**** Records for this task

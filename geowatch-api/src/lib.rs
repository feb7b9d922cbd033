//! HTTP-API adapters: the browser-free path for engines with an enrolled
//! API key. Same outcome contract as the browser adapters, a fraction of the
//! cost, and no challenge handling to worry about.

pub mod citations;
mod http;
pub mod vendors;

pub use citations::{citations_from_text, merge_citations};
pub use vendors::{ChatGptApi, DeepSeekApi, KimiApi, PerplexityApi, QwenApi};

use async_trait::async_trait;
use geowatch_core::{Citation, Engine, Result};

/// Engines that have a vendor chat-completion API worth preferring over
/// browser automation.
pub const API_ELIGIBLE: [Engine; 5] = [
    Engine::DeepSeek,
    Engine::Qwen,
    Engine::Kimi,
    Engine::Perplexity,
    Engine::ChatGpt,
];

#[derive(Debug, Clone)]
pub struct ApiAnswer {
    pub response_text: String,
    pub citations: Vec<Citation>,
    pub model: String,
    pub response_time_ms: u64,
    pub tokens_used: u64,
}

#[async_trait]
pub trait ApiEngine: Send + Sync {
    fn engine(&self) -> Engine;

    async fn query(&self, question: &str, enable_web_search: bool) -> Result<ApiAnswer>;
}

/// Build the adapter for an engine, or `None` when the engine has no API.
pub fn adapter_for(engine: Engine, api_key: impl Into<String>) -> Option<Box<dyn ApiEngine>> {
    let api_key = api_key.into();
    match engine {
        Engine::DeepSeek => Some(Box::new(DeepSeekApi::new(api_key))),
        Engine::Qwen => Some(Box::new(QwenApi::new(api_key))),
        Engine::Kimi => Some(Box::new(KimiApi::new(api_key))),
        Engine::Perplexity => Some(Box::new(PerplexityApi::new(api_key))),
        Engine::ChatGpt => Some(Box::new(ChatGptApi::new(api_key))),
        _ => None,
    }
}

#[cfg(test)]
mod tests {
    use super::*;

    #[test]
    fn eligible_engines_have_adapters() {
        for engine in API_ELIGIBLE {
            let adapter = adapter_for(engine, "key").unwrap();
            assert_eq!(adapter.engine(), engine);
        }
        assert!(adapter_for(Engine::Doubao, "key").is_none());
        assert!(adapter_for(Engine::GoogleSge, "key").is_none());
    }
}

********

* [Problem]:
Taking the entries above, write out exactly the lines starting with the line containing "pub mod vendors;" and going on through the line containing "pub struct ApiAnswer", both included, and nothing else.

* [Written response]:
pub mod vendors;

pub use citations::{citations_from_text, merge_citations};
pub use vendors::{ChatGptApi, DeepSeekApi, KimiApi, PerplexityApi, QwenApi};

use async_trait::async_trait;
use geowatch_core::{Citation, Engine, Result};

/// Engines that have a vendor chat-completion API worth preferring over
/// browser automation.
pub const API_ELIGIBLE: [Engine; 5] = [
    Engine::DeepSeek,
    Engine::Qwen,
    Engine::Kimi,
    Engine::Perplexity,
    Engine::ChatGpt,
];

#[derive(Debug, Clone)]
pub struct ApiAnswer {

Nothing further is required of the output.